◆ What the task asks:
Starting at the line with "bytes, but only", repeat every line exactly until the records end, including the last one.

◆ Supplied records:
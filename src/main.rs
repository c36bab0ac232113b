use anyhow::Context;
use clap::Parser;

use rc8_engine::{Emulator, Quirks};

mod app;
mod keymap;

#[derive(Parser)]
#[clap(author, version, about, long_about = None)]
struct Cli {
    /// ROM file to load
    #[clap(value_parser)]
    filename: String,

    /// Number of instructions to execute
    #[clap(long, value_parser, default_value_t = 600)]
    steps: usize,

    /// Keys held down during the run (1234/QWER/ASDF/ZXCV layout)
    #[clap(long, value_parser, default_value = "")]
    hold: String,

    /// Seed for the random number generator
    #[clap(long, value_parser)]
    seed: Option<u64>,

    /// Set VF to 0/1 on 8XYE instead of the raw shifted-out bit
    #[clap(long, action)]
    normalize_shift_flag: bool,

    /// Stop the timers while FX0A waits for a key
    #[clap(long, action)]
    freeze_timers_while_waiting: bool,
}

fn main() -> Result<(), anyhow::Error> {
    env_logger::init();

    // parse command-line arguments
    let cli = Cli::parse();

    let held = keymap::Keymap::Chip8
        .held_keys(&cli.hold)
        .context("invalid --hold keys")?;

    // open the rom file
    let rom = std::fs::File::open(&cli.filename)
        .with_context(|| format!("error opening rom file: {}", &cli.filename))?;

    // load the rom and build the emulator
    let mut emu = Emulator::load_rom(rom).context("error loading rom")?;
    emu = emu.with_quirks(Quirks {
        normalize_shift_flag: cli.normalize_shift_flag,
        timers_while_waiting: !cli.freeze_timers_while_waiting,
    });
    if let Some(seed) = cli.seed {
        emu = emu.with_seed(seed);
    }

    // run
    let options = app::RunOptions {
        steps: cli.steps,
        held,
    };
    let summary = app::run(&mut emu, &options)?;

    if let Some(frame) = &summary.last_frame {
        print!("{}", app::render(frame));
    }
    println!(
        "{} steps, {} frames, PC={:#05X} I={:#05X} V={:02X?}",
        summary.steps,
        summary.frames,
        emu.pc(),
        emu.i(),
        emu.registers()
    );
    Ok(())
}
use thiserror::Error;

/// Everything that can go wrong while loading or running a program.
///
/// Apart from `ProgramTooLarge` and `Io`, which reject a load and leave the
/// machine as it was, every variant is fatal: the emulator halts and stays
/// halted until it is reset.
#[derive(Error, Debug)]
pub enum Error {
    #[error("program has {size} bytes, but only {max} fit in memory")]
    ProgramTooLarge { size: usize, max: usize },

    #[error("cannot fetch instruction at address {pc:#05X}: past the end of memory")]
    OutOfBoundsFetch { pc: u16 },

    #[error("unsupported instruction at address {pc:#05X}: {opcode:04X}")]
    UnsupportedOpcode { opcode: u16, pc: u16 },

    #[error("stack overflow on subroutine call at address {pc:#05X}")]
    StackOverflow { pc: u16 },

    #[error("stack underflow on return at address {pc:#05X}")]
    StackUnderflow { pc: u16 },

    #[error("memory access at {address:#06X} out of bounds (instruction at {pc:#05X})")]
    MemoryOutOfBounds { address: usize, pc: u16 },

    #[error("emulator is halted")]
    Halted,

    #[error("IO Error: {0}")]
    Io(#[from] std::io::Error),
}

◆ Answer below:
    #[error("program has {size} bytes, but only {max} fit in memory")]
    ProgramTooLarge { size: usize, max: usize },

    #[error("cannot fetch instruction at address {pc:#05X}: past the end of memory")]
    OutOfBoundsFetch { pc: u16 },

    #[error("unsupported instruction at address {pc:#05X}: {opcode:04X}")]
    UnsupportedOpcode { opcode: u16, pc: u16 },

    #[error("stack overflow on subroutine call at address {pc:#05X}")]
    StackOverflow { pc: u16 },

    #[error("stack underflow on return at address {pc:#05X}")]
    StackUnderflow { pc: u16 },

    #[error("memory access at {address:#06X} out of bounds (instruction at {pc:#05X})")]
    MemoryOutOfBounds { address: usize, pc: u16 },

    #[error("emulator is halted")]
    Halted,

    #[error("IO Error: {0}")]
    Io(#[from] std::io::Error),
}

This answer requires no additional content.